Mi spupazzo Andrea in lungo e in largo per la casa e non me ne importa niente di arrivare in ufficio in ritardo e far arrabbiare il capo: vorrà dire che farà la fatica di arrabbiarsi e poi anche quella di farsela passare.
Se dovessi quantificare in ore il tempo che da bambina ho trascorso con Andrea, probabilmente risulterebbe la distanza tra la terra e la luna espressa in centimetri.

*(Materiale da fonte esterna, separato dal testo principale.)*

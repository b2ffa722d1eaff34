//! Runtime handle
//!
//! [`RuntimeHandle`] is what a UI holds. Every call is forwarded to the
//! session driver as a command; the timeline is the one piece of state read
//! directly, through its shared lock.

use crate::managers::{ConnectionStats, DeliveryStats, RecoveryStats, SharedTimeline};
use crate::tasks::{RuntimeCommand, RuntimeCommandSender};
use dropline_core::protocol::AuditEntry;
use dropline_core::{
    share_link, ConnectionState, ConnectionStatus, DroplineError, DroplineEventReceiver,
    DroplineEventSender, DroplineResult, Envelope, RecordId, SessionError, SessionIdentity,
    TimelineRecord,
};
use std::time::Duration;
use tokio::sync::oneshot;
use tokio::task::JoinHandle;
use tracing::{info, warn};

/// How long `shutdown` waits for the driver to finish
const SHUTDOWN_TIMEOUT: Duration = Duration::from_secs(10);

// ----------------------------------------------------------------------------
// Runtime Statistics
// ----------------------------------------------------------------------------

/// Counters gathered from every manager
#[derive(Debug, Clone, Default, PartialEq, Eq)]
pub struct RuntimeStats {
    pub connection: ConnectionStats,
    pub delivery: DeliveryStats,
    pub recovery: RecoveryStats,
    pub timeline_len: usize,
}

/// Point-in-time view of the driver
#[derive(Debug, Clone)]
pub struct RuntimeSnapshot {
    pub identity: SessionIdentity,
    pub endpoint_online: bool,
    pub state: ConnectionState,
    pub status: ConnectionStatus,
    pub status_text: String,
    pub stats: RuntimeStats,
}

// ----------------------------------------------------------------------------
// Runtime Handle
// ----------------------------------------------------------------------------

/// Handle to a running Dropline runtime
pub struct RuntimeHandle {
    command_sender: RuntimeCommandSender,
    event_sender: DroplineEventSender,
    event_receiver: Option<DroplineEventReceiver>,
    timeline: SharedTimeline,
    driver_handle: Option<JoinHandle<DroplineResult<()>>>,
    running: bool,
}

impl RuntimeHandle {
    pub(crate) fn new(
        command_sender: RuntimeCommandSender,
        event_sender: DroplineEventSender,
        event_receiver: DroplineEventReceiver,
        timeline: SharedTimeline,
        driver_handle: JoinHandle<DroplineResult<()>>,
    ) -> Self {
        Self {
            command_sender,
            event_sender,
            event_receiver: Some(event_receiver),
            timeline,
            driver_handle: Some(driver_handle),
            running: true,
        }
    }

    /// Take the receiver created with the runtime (can only be called once)
    ///
    /// It has seen every event since startup, including the first
    /// `IdentityAssigned`.
    pub fn take_event_receiver(&mut self) -> Option<DroplineEventReceiver> {
        self.event_receiver.take()
    }

    /// Subscribe to events published from now on
    pub fn subscribe(&self) -> DroplineEventReceiver {
        self.event_sender.subscribe()
    }

    // ------------------------------------------------------------------
    // Session Control
    // ------------------------------------------------------------------

    /// Open a session to `remote`, closing any current one
    ///
    /// Before the local endpoint has registered, the request is held and
    /// issued as soon as it does.
    pub async fn connect(&self, remote: &str) -> DroplineResult<()> {
        let remote = SessionIdentity::parse(remote)?;
        self.request(|reply| RuntimeCommand::Connect { remote, reply })
            .await?
    }

    /// Send an envelope; `false` when not connected or the envelope was refused
    pub async fn send(&self, envelope: Envelope) -> bool {
        self.try_send(envelope).await.is_ok()
    }

    /// Send an envelope and return the id of its timeline record
    pub async fn try_send(&self, envelope: Envelope) -> DroplineResult<RecordId> {
        self.request(|reply| RuntimeCommand::Send { envelope, reply })
            .await?
    }

    /// Send trimmed text; blank input is refused before reaching the driver
    pub async fn send_text(&self, text: &str) -> DroplineResult<RecordId> {
        self.try_send(Envelope::text(text)?).await
    }

    /// Send a whole file
    pub async fn send_file(
        &self,
        name: &str,
        mime_type: Option<&str>,
        bytes: Vec<u8>,
    ) -> DroplineResult<RecordId> {
        self.try_send(Envelope::file(name, mime_type, bytes)).await
    }

    /// Close the session and stop any recovery until the next `connect`
    pub async fn disconnect(&self) -> DroplineResult<()> {
        self.request(|reply| RuntimeCommand::Disconnect { reply })
            .await
    }

    /// Replace the endpoint under a new identity and start from `Idle`
    pub async fn restart(&self) -> DroplineResult<SessionIdentity> {
        self.request(|reply| RuntimeCommand::Restart { reply })
            .await?
    }

    // ------------------------------------------------------------------
    // Queries
    // ------------------------------------------------------------------

    /// Records ordered by observation time
    pub async fn timeline(&self) -> Vec<TimelineRecord> {
        self.timeline.read().await.snapshot()
    }

    pub async fn reset_timeline(&self) {
        self.timeline.write().await.reset();
    }

    pub async fn snapshot(&self) -> DroplineResult<RuntimeSnapshot> {
        self.request(|reply| RuntimeCommand::Snapshot { reply })
            .await
    }

    /// Identity the local endpoint is registered under
    pub async fn identity(&self) -> DroplineResult<SessionIdentity> {
        Ok(self.snapshot().await?.identity)
    }

    pub async fn state(&self) -> DroplineResult<ConnectionState> {
        Ok(self.snapshot().await?.state)
    }

    pub async fn status(&self) -> DroplineResult<ConnectionStatus> {
        Ok(self.snapshot().await?.status)
    }

    pub async fn status_text(&self) -> DroplineResult<String> {
        Ok(self.snapshot().await?.status_text)
    }

    pub async fn stats(&self) -> DroplineResult<RuntimeStats> {
        Ok(self.snapshot().await?.stats)
    }

    /// Most recent state transitions, oldest first
    pub async fn audit_trail(&self, limit: usize) -> DroplineResult<Vec<AuditEntry>> {
        self.request(|reply| RuntimeCommand::AuditTrail { limit, reply })
            .await
    }

    /// Link a remote device opens to connect here
    pub async fn share_link(&self, base: &str) -> DroplineResult<String> {
        let identity = self.identity().await?;
        share_link(base, &identity)
    }

    async fn request<R>(
        &self,
        build: impl FnOnce(oneshot::Sender<R>) -> RuntimeCommand,
    ) -> DroplineResult<R> {
        let (reply, response) = oneshot::channel();
        self.command_sender
            .send(build(reply))
            .await
            .map_err(|_| DroplineError::Session(SessionError::Shutdown))?;
        response
            .await
            .map_err(|_| DroplineError::Session(SessionError::Shutdown))
    }

    // ------------------------------------------------------------------
    // Lifecycle
    // ------------------------------------------------------------------

    /// Check if the runtime is still running
    pub fn is_running(&self) -> bool {
        self.running
            && self
                .driver_handle
                .as_ref()
                .is_some_and(|h| !h.is_finished())
    }

    /// Wait for the driver to complete
    pub async fn wait(&mut self) -> DroplineResult<()> {
        match self.driver_handle.take() {
            Some(handle) => handle.await.map_err(|e| {
                DroplineError::channel_error(format!("Session driver panicked: {}", e))
            })?,
            None => Ok(()),
        }
    }

    /// Shutdown the runtime gracefully
    pub async fn shutdown(&mut self) -> DroplineResult<()> {
        info!("Shutting down Dropline runtime");
        let _ = self.command_sender.send(RuntimeCommand::Shutdown).await;

        if let Some(handle) = self.driver_handle.take() {
            if tokio::time::timeout(SHUTDOWN_TIMEOUT, handle).await.is_err() {
                warn!("Session driver did not stop within {:?}", SHUTDOWN_TIMEOUT);
            }
        }

        self.running = false;
        info!("Dropline runtime shut down");
        Ok(())
    }
}
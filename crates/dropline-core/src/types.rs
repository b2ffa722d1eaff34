//! Core types for Dropline
//!
//! Newtypes for the identities exchanged with the transport broker and the
//! millisecond timestamps used to order the timeline.

use core::fmt;
use core::ops::{Add, Deref, Sub};
use core::str::FromStr;
use serde::{Deserialize, Serialize};
use std::sync::atomic::{AtomicU64, Ordering};
use std::sync::Arc;

// ----------------------------------------------------------------------------
// Session Identity
// ----------------------------------------------------------------------------

/// Token naming an endpoint to the transport broker
///
/// The same type names both the local endpoint and the remote one a session is
/// opened to. Locally generated values come from
/// [`crate::identity::IdentityGenerator`]; remote values are parsed from user
/// input and only normalized, since other clients may use other alphabets.
#[derive(Debug, Clone, PartialEq, Eq, PartialOrd, Ord, Hash, Serialize, Deserialize)]
#[serde(transparent)]
pub struct SessionIdentity(String);

impl SessionIdentity {
    /// Wrap an already validated token
    pub(crate) fn new_unchecked(value: String) -> Self {
        Self(value)
    }

    /// Parse a token, trimming surrounding whitespace
    pub fn parse(value: &str) -> crate::DroplineResult<Self> {
        let trimmed = value.trim();
        if trimmed.is_empty() {
            return Err(crate::DroplineError::invalid_identity(
                "identity must not be empty",
            ));
        }
        if trimmed.chars().any(char::is_whitespace) {
            return Err(crate::DroplineError::invalid_identity(format!(
                "identity '{}' contains whitespace",
                trimmed
            )));
        }
        Ok(Self(trimmed.to_string()))
    }

    /// Borrow the token as a string slice
    pub fn as_str(&self) -> &str {
        &self.0
    }
}

impl fmt::Display for SessionIdentity {
    fn fmt(&self, f: &mut fmt::Formatter<'_>) -> fmt::Result {
        f.write_str(&self.0)
    }
}

impl FromStr for SessionIdentity {
    type Err = crate::DroplineError;

    fn from_str(s: &str) -> Result<Self, Self::Err> {
        Self::parse(s)
    }
}

impl Deref for SessionIdentity {
    type Target = str;

    fn deref(&self) -> &Self::Target {
        &self.0
    }
}

impl AsRef<str> for SessionIdentity {
    fn as_ref(&self) -> &str {
        &self.0
    }
}

// ----------------------------------------------------------------------------
// Transport Session Id
// ----------------------------------------------------------------------------

/// Transport-assigned handle for one data session
///
/// Every session signal carries this id so that signals from a superseded
/// session can be told apart from the live one.
#[derive(Debug, Clone, Copy, PartialEq, Eq, PartialOrd, Ord, Hash, Serialize, Deserialize)]
pub struct SessionId(u64);

impl SessionId {
    pub fn new(raw: u64) -> Self {
        Self(raw)
    }

    pub fn as_u64(&self) -> u64 {
        self.0
    }
}

impl fmt::Display for SessionId {
    fn fmt(&self, f: &mut fmt::Formatter<'_>) -> fmt::Result {
        write!(f, "session#{}", self.0)
    }
}

// ----------------------------------------------------------------------------
// Timestamp
// ----------------------------------------------------------------------------

/// Millisecond timestamp since Unix epoch
#[derive(Debug, Clone, Copy, PartialEq, Eq, PartialOrd, Ord, Hash, Serialize, Deserialize)]
pub struct Timestamp(u64);

impl Add<u64> for Timestamp {
    type Output = Timestamp;

    fn add(self, other: u64) -> Timestamp {
        Timestamp(self.0.saturating_add(other))
    }
}

impl Sub for Timestamp {
    type Output = u64;

    fn sub(self, other: Timestamp) -> u64 {
        self.0.saturating_sub(other.0)
    }
}

impl Timestamp {
    /// Create a new timestamp
    pub fn new(millis: u64) -> Self {
        Self(millis)
    }

    /// Current wall-clock time
    pub fn now() -> Self {
        use std::time::{SystemTime, UNIX_EPOCH};
        let duration = SystemTime::now()
            .duration_since(UNIX_EPOCH)
            .unwrap_or_default();
        Self(duration.as_millis() as u64)
    }

    /// Get the raw milliseconds
    pub fn as_millis(&self) -> u64 {
        self.0
    }

    /// Get duration since another timestamp
    pub fn duration_since(&self, other: Self) -> core::time::Duration {
        core::time::Duration::from_millis(self.0.saturating_sub(other.0))
    }
}

impl fmt::Display for Timestamp {
    fn fmt(&self, f: &mut fmt::Formatter<'_>) -> fmt::Result {
        write!(f, "{}ms", self.0)
    }
}

// ----------------------------------------------------------------------------
// Time Source Trait
// ----------------------------------------------------------------------------

/// Source of timestamps for records and audit entries
///
/// Implementations should be monotonic where the platform allows it.
pub trait TimeSource: Send + Sync {
    /// Get the current timestamp
    fn now(&self) -> Timestamp;
}

/// Wall-clock implementation of [`TimeSource`]
#[derive(Debug, Clone, Copy, Default)]
pub struct SystemTimeSource;

impl SystemTimeSource {
    pub fn new() -> Self {
        Self
    }
}

impl TimeSource for SystemTimeSource {
    fn now(&self) -> Timestamp {
        Timestamp::now()
    }
}

/// Manually advanced clock, shared between clones
#[derive(Debug, Clone, Default)]
pub struct ManualTimeSource {
    millis: Arc<AtomicU64>,
}

impl ManualTimeSource {
    pub fn new(start: Timestamp) -> Self {
        Self {
            millis: Arc::new(AtomicU64::new(start.as_millis())),
        }
    }

    /// Move the clock forward
    pub fn advance(&self, millis: u64) {
        self.millis.fetch_add(millis, Ordering::SeqCst);
    }

    /// Jump to an absolute time
    pub fn set(&self, timestamp: Timestamp) {
        self.millis.store(timestamp.as_millis(), Ordering::SeqCst);
    }
}

impl TimeSource for ManualTimeSource {
    fn now(&self) -> Timestamp {
        Timestamp::new(self.millis.load(Ordering::SeqCst))
    }
}

// ----------------------------------------------------------------------------
// Tests
// ----------------------------------------------------------------------------
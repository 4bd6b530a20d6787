// ============================================
// Organization Provisioning Collaborator
// ============================================
//
// Spawning an organization under an enterprise delegates the actual
// signup to a provisioner so the state machine stays decoupled from
// business-registration mechanics.

use async_trait::async_trait;
use sqlx::{PgPool, Row};
use validator::Validate;

use crate::error::ServiceError;
use crate::models::Organization;
use crate::models::organization::{ORG_COLUMNS, STATUS_APPROVED, Site};

/// Signup parameters for a new organization.
#[derive(Debug, Clone, serde::Deserialize, Validate)]
pub struct OrganizationSignup {
    #[validate(length(min = 1, max = 200))]
    pub name: String,
    #[validate(email)]
    pub email: Option<String>,
    #[validate(url)]
    pub website: Option<String>,
    pub slug: Option<String>,
    /// Name for the associated site record; defaults to the organization
    /// name.
    pub site_name: Option<String>,
}

#[derive(Debug, Clone)]
pub struct ProvisionedOrganization {
    pub organization: Organization,
    pub site: Site,
}

/// Creates a new organization and its associated site record.
#[async_trait]
pub trait OrganizationProvisioner: Send + Sync {
    async fn provision(
        &self,
        signup: &OrganizationSignup,
    ) -> Result<ProvisionedOrganization, ServiceError>;
}

// ============================================
// Default Postgres-backed implementation
// ============================================

pub struct PgOrganizationProvisioner {
    pool: PgPool,
}

impl PgOrganizationProvisioner {
    pub fn new(pool: PgPool) -> Self {
        Self { pool }
    }
}

#[async_trait]
impl OrganizationProvisioner for PgOrganizationProvisioner {
    async fn provision(
        &self,
        signup: &OrganizationSignup,
    ) -> Result<ProvisionedOrganization, ServiceError> {
        signup
            .validate()
            .map_err(|e| ServiceError::Validation(e.to_string()))?;

        let mut tx = self.pool.begin().await?;

        // Enterprise-spawned organizations skip the public review queue.
        let org_row = sqlx::query(&format!(
            r#"
            INSERT INTO organization (name, slug, email, website, status)
            VALUES ($1, $2, $3, $4, $5)
            RETURNING {ORG_COLUMNS}
            "#
        ))
        .bind(&signup.name)
        .bind(&signup.slug)
        .bind(&signup.email)
        .bind(&signup.website)
        .bind(STATUS_APPROVED)
        .fetch_one(&mut *tx)
        .await?;

        let organization = Organization::from_row(&org_row);

        let site_name = signup.site_name.as_deref().unwrap_or(&signup.name);
        let site_row = sqlx::query(
            r#"
            INSERT INTO site (organization_id, name, domain)
            VALUES ($1, $2, $3)
            RETURNING id, organization_id, name, domain, created_at
            "#,
        )
        .bind(organization.id)
        .bind(site_name)
        .bind(&signup.website)
        .fetch_one(&mut *tx)
        .await?;

        let site = Site {
            id: site_row.get("id"),
            organization_id: site_row.get("organization_id"),
            name: site_row.get("name"),
            domain: site_row.get("domain"),
            created_at: site_row
                .get::<chrono::NaiveDateTime, _>("created_at")
                .and_utc(),
        };

        tx.commit().await?;

        tracing::info!(
            organization_id = %organization.id,
            "Provisioned organization '{}'",
            organization.name
        );

        Ok(ProvisionedOrganization { organization, site })
    }
}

Lui era il mio amico. Sono stata molto sola e molto asociale, da bambina, anche se forse adesso non si direbbe, quindi per me Andrea era molto più di un pezzo di plastica sagomato. Ricordo di aver terribilmente sofferto quando lo dimenticai al sole in auto e gli si deformò una gamba: sentivo che lo avevo tradito.
- Sei felice che te l'ho ritrovato? Gli ho anche fatto il bagnetto.
- Mamma, è una sorpresa meravigliosa. Grazie, grazie davvero.
Mia madre mi porge un sacchetto di carta Ikea.
- Tieni: portatelo a casa.
- No, mamma, tienilo qui. E' giusto che stia qui, così magari un giorno, SE avrai dei nipoti, avranno qualcosa con cui giocare.
- Beh, QUANDO avrò nipoti saranno figli tuoi. Porta a casa Andrea, lo porteranno qui quando verranno a trovare i nonni.
Mia madre mi guarda con la testa china e gli occhi che luccicano.
Mi chiedo che diavolo abbia da guardare, quando mi accorgo che sto tenendo Andrea come se fosse un neonato vero, sorreggendo correttamente la testina. Già che siamo sotto Natale, ci manca solo che mi trasformi in una versione moderna e stilosa della natività.
- Non ti dice niente?
- No, mamma, non cominciare.
- Guarda come staresti bene con un bambino vero in braccio: staresti benissimo!
- Mamma, no!
- Perchè no? Non ci sarebbe mica niente di male!
- Mamma, ma questa storia di Andrea è tutto un trucco per...?
- ...
E in quel momento mi sento molto stupida, molto figlia in versione degenere, ma soprattutto molto ma molto decrepita.
Ficco Andrea nella borsa Ikea, badando bene a non trattarlo con la grazia che riserverei ad un bambino vero (nella mia testa però gli chiedo scusa), e dico a mia madre che devo scappare, altrimenti il mio capo andrà su tutte le furie. Ad un tratto mi importa.
- Mettilo nel bagagliaio, che magari qualcuno, vedendo la borsa in macchina, non te la rubi!
- Mamma, un bambolotto di ventisei anni? Comunque lo metterò nel bagagliaio, sai mai che qualcuno vedendolo parcheggiato in auto chiami il telefono azzurro.